The Republic of Poland Ambassador to Ukraine is the leader of the Poland delegation, Poland Mission to Ukraine. Poland Ambassador to Ukraine is the official representative of the President and Government of Poland to the President and Government of Ukraine.

As with all Poland Ambassadors, the ambassador to Ukraine is nominated by the President of Poland and confirmed by the Parliamentary Commission of the Foreign Affairs. The ambassador serves at the pleasure of the president, and enjoys full diplomatic immunity.

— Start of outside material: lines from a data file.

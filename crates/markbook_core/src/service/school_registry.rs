//! School registry and active-school lifecycle.
//!
//! # Responsibility
//! - Own CRUD over school profiles and the global active-school pointer.
//! - Repair the active-school invariant before any dependent read.
//! - Migrate legacy un-partitioned data into a school namespace.
//!
//! # Invariants
//! - The school list is never empty after any registry read.
//! - The active pointer always resolves to a member of the list.
//! - Neither the last remaining school nor the active school can be
//!   deleted.

use crate::bus::{ChangeBus, ChangeEvent};
use crate::model::school::{School, SchoolId};
use crate::store::keys::{self, RESULTS_KEY_PREFIX, SCHOOL_DATA_PREFIX};
use crate::store::{NamespacedStore, StoreError, StoreResult};
use log::{info, warn};
use std::error::Error;
use std::fmt::{Display, Formatter};
use std::rc::Rc;

/// Fixed logical keys carried over by the legacy data migration; per-exam
/// result sets are enumerated dynamically on top of these.
const LEGACY_KEYS_TO_MIGRATE: &[&str] = &[
    "academic_years",
    "exam_types",
    "exams",
    "exam_results_exams",
];

pub type RegistryResult<T> = Result<T, RegistryError>;

/// Validation and persistence errors of the school registry.
#[derive(Debug)]
pub enum RegistryError {
    BlankName,
    BlankCode,
    DuplicateCode(String),
    NotFound(SchoolId),
    /// Deleting the last remaining school would leave no resolvable
    /// namespace.
    LastSchool,
    /// The active school must be switched away from before deletion.
    ActiveSchool(SchoolId),
    /// The legacy namespace cannot be migrated onto itself.
    MigrationTargetIsLegacy,
    Store(StoreError),
}

impl Display for RegistryError {
    fn fmt(&self, f: &mut Formatter<'_>) -> std::fmt::Result {
        match self {
            Self::BlankName => write!(f, "school name is required"),
            Self::BlankCode => write!(f, "school code is required"),
            Self::DuplicateCode(code) => {
                write!(f, "school code `{code}` is already in use")
            }
            Self::NotFound(id) => write!(f, "school not found: {id}"),
            Self::LastSchool => write!(f, "cannot delete the last remaining school"),
            Self::ActiveSchool(id) => write!(
                f,
                "cannot delete the active school {id}; switch to another school first"
            ),
            Self::MigrationTargetIsLegacy => {
                write!(f, "migration target is already the legacy namespace")
            }
            Self::Store(err) => write!(f, "{err}"),
        }
    }
}

impl Error for RegistryError {
    fn source(&self) -> Option<&(dyn Error + 'static)> {
        match self {
            Self::Store(err) => Some(err),
            _ => None,
        }
    }
}

impl From<StoreError> for RegistryError {
    fn from(value: StoreError) -> Self {
        Self::Store(value)
    }
}

/// Outcome of one legacy-namespace migration run.
#[derive(Debug, Clone, PartialEq, Eq, Default)]
pub struct MigrationSummary {
    pub migrated: u32,
    pub keys_processed: Vec<String>,
}

/// Process-wide singleton service owning school state.
pub struct SchoolRegistry {
    store: Rc<NamespacedStore>,
    bus: Rc<ChangeBus>,
}

impl SchoolRegistry {
    pub fn new(store: Rc<NamespacedStore>, bus: Rc<ChangeBus>) -> Self {
        Self { store, bus }
    }

    /// Returns all registered schools, repairing the invariant first.
    pub fn list(&self) -> RegistryResult<Vec<School>> {
        self.ensure_active_school()?;
        Ok(self.store.get_global(&keys::SCHOOL_LIST, Vec::new())?)
    }

    /// Creates a school profile with a generated id.
    ///
    /// Rejects blank names/codes and case-insensitive duplicate codes.
    pub fn create(
        &self,
        name: &str,
        code: &str,
        address: &str,
    ) -> RegistryResult<School> {
        let name = name.trim();
        let code = code.trim();
        if name.is_empty() {
            return Err(RegistryError::BlankName);
        }
        if code.is_empty() {
            return Err(RegistryError::BlankCode);
        }

        let mut schools = self.store.get_global(&keys::SCHOOL_LIST, Vec::new())?;
        if schools
            .iter()
            .any(|s| s.code.trim().eq_ignore_ascii_case(code))
        {
            return Err(RegistryError::DuplicateCode(code.to_string()));
        }

        let school = School::new(name, code, address.trim());
        schools.push(school.clone());
        self.store.set_global(&keys::SCHOOL_LIST, &schools)?;

        info!(
            "event=school_create module=registry status=ok school_id={} code={}",
            school.id, school.code
        );
        Ok(school)
    }

    /// Deletes a school profile.
    ///
    /// The namespace data of the deleted school is preserved in storage;
    /// only the profile disappears from the switcher.
    pub fn delete(&self, id: &SchoolId) -> RegistryResult<()> {
        let active = self.ensure_active_school()?;
        let schools = self.store.get_global(&keys::SCHOOL_LIST, Vec::new())?;

        if !schools.iter().any(|s| &s.id == id) {
            return Err(RegistryError::NotFound(id.clone()));
        }
        if schools.len() == 1 {
            return Err(RegistryError::LastSchool);
        }
        if &active == id {
            return Err(RegistryError::ActiveSchool(id.clone()));
        }

        let remaining: Vec<School> = schools.into_iter().filter(|s| &s.id != id).collect();
        self.store.set_global(&keys::SCHOOL_LIST, &remaining)?;

        info!("event=school_delete module=registry status=ok school_id={id}");
        Ok(())
    }

    /// Switches the active school and notifies both event generations.
    pub fn switch_active(&self, id: &SchoolId) -> RegistryResult<()> {
        self.ensure_active_school()?;
        let schools = self.store.get_global(&keys::SCHOOL_LIST, Vec::new())?;
        if !schools.iter().any(|s| &s.id == id) {
            return Err(RegistryError::NotFound(id.clone()));
        }

        self.store.set_global(&keys::ACTIVE_SCHOOL_ID, id)?;
        self.bus.emit(&ChangeEvent::SchoolChanged {
            school_id: id.clone(),
        });
        self.bus.emit(&ChangeEvent::SchoolChangedLegacy {
            school_id: id.clone(),
        });

        info!("event=school_switch module=registry status=ok school_id={id}");
        Ok(())
    }

    /// Resolved id of the active school.
    pub fn active_id(&self) -> RegistryResult<SchoolId> {
        self.ensure_active_school()
    }

    /// Full record of the active school.
    pub fn active(&self) -> RegistryResult<School> {
        let id = self.ensure_active_school()?;
        let schools = self.store.get_global(&keys::SCHOOL_LIST, Vec::new())?;
        schools
            .into_iter()
            .find(|s| s.id == id)
            .ok_or(RegistryError::NotFound(id))
    }

    /// Repairs and returns the active-school pointer.
    ///
    /// Empty list: materialize the default school. Dangling or missing
    /// pointer: adopt the legacy active-school config when it resolves,
    /// else select the first school in list order. Idempotent and
    /// write-free when the invariant already holds.
    pub fn ensure_active_school(&self) -> RegistryResult<SchoolId> {
        let mut schools = self.store.get_global(&keys::SCHOOL_LIST, Vec::new())?;

        if schools.is_empty() {
            schools.push(School::default_school());
            self.store.set_global(&keys::SCHOOL_LIST, &schools)?;
            warn!("event=active_school_repair module=registry status=ok reason=empty_list");
        }

        if let Some(id) = self.store.get_global_opt(&keys::ACTIVE_SCHOOL_ID)? {
            if schools.iter().any(|s| s.id == id) {
                return Ok(id);
            }
        }

        let adopted = self
            .store
            .get_global_opt(&keys::ACTIVE_SCHOOL_CONFIG)?
            .map(|legacy| legacy.id)
            .filter(|id| schools.iter().any(|s| &s.id == id));
        let resolved = match adopted {
            Some(id) => id,
            None => schools[0].id.clone(),
        };

        self.store.set_global(&keys::ACTIVE_SCHOOL_ID, &resolved)?;
        warn!(
            "event=active_school_repair module=registry status=ok reason=dangling_pointer school_id={resolved}"
        );
        Ok(resolved)
    }

    /// Copies legacy un-partitioned data into the given school's
    /// namespace, skipping logical keys the target already has.
    pub fn migrate_legacy_to(&self, id: &SchoolId) -> RegistryResult<MigrationSummary> {
        if id.is_default() {
            return Err(RegistryError::MigrationTargetIsLegacy);
        }
        let schools = self.store.get_global(&keys::SCHOOL_LIST, Vec::new())?;
        if !schools.iter().any(|s| &s.id == id) {
            return Err(RegistryError::NotFound(id.clone()));
        }

        let target_prefix = format!("{SCHOOL_DATA_PREFIX}{id}_");
        let mut summary = MigrationSummary::default();

        let mut logical_keys: Vec<String> = LEGACY_KEYS_TO_MIGRATE
            .iter()
            .map(|k| (*k).to_string())
            .collect();
        logical_keys.extend(self.legacy_result_keys()?);

        for logical_key in logical_keys {
            if self
                .store
                .copy_legacy_key_to_school(&logical_key, &target_prefix)?
            {
                summary.migrated += 1;
                summary.keys_processed.push(logical_key);
            }
        }

        info!(
            "event=legacy_migration module=registry status=ok school_id={id} migrated={}",
            summary.migrated
        );
        Ok(summary)
    }

    fn legacy_result_keys(&self) -> StoreResult<Vec<String>> {
        self.store.legacy_keys(RESULTS_KEY_PREFIX)
    }
}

The Embassy of Poland is located in Kyiv, in addition, there are Consulates General located in Lviv, Odessa, Kharkiv, Lutsk and Vinnytsia.

History 
Poland was the first country in the world which recognised Ukraine's independence in 1991. The history of ambassadors of Poland to Ukraine began in 1992, when both countries established diplomatic relations. Until 1991, the Ukrainian Soviet Socialist Republic had been a constituent SSR of the Soviet Union however during this period in Kiev was located Consulate General of Poland.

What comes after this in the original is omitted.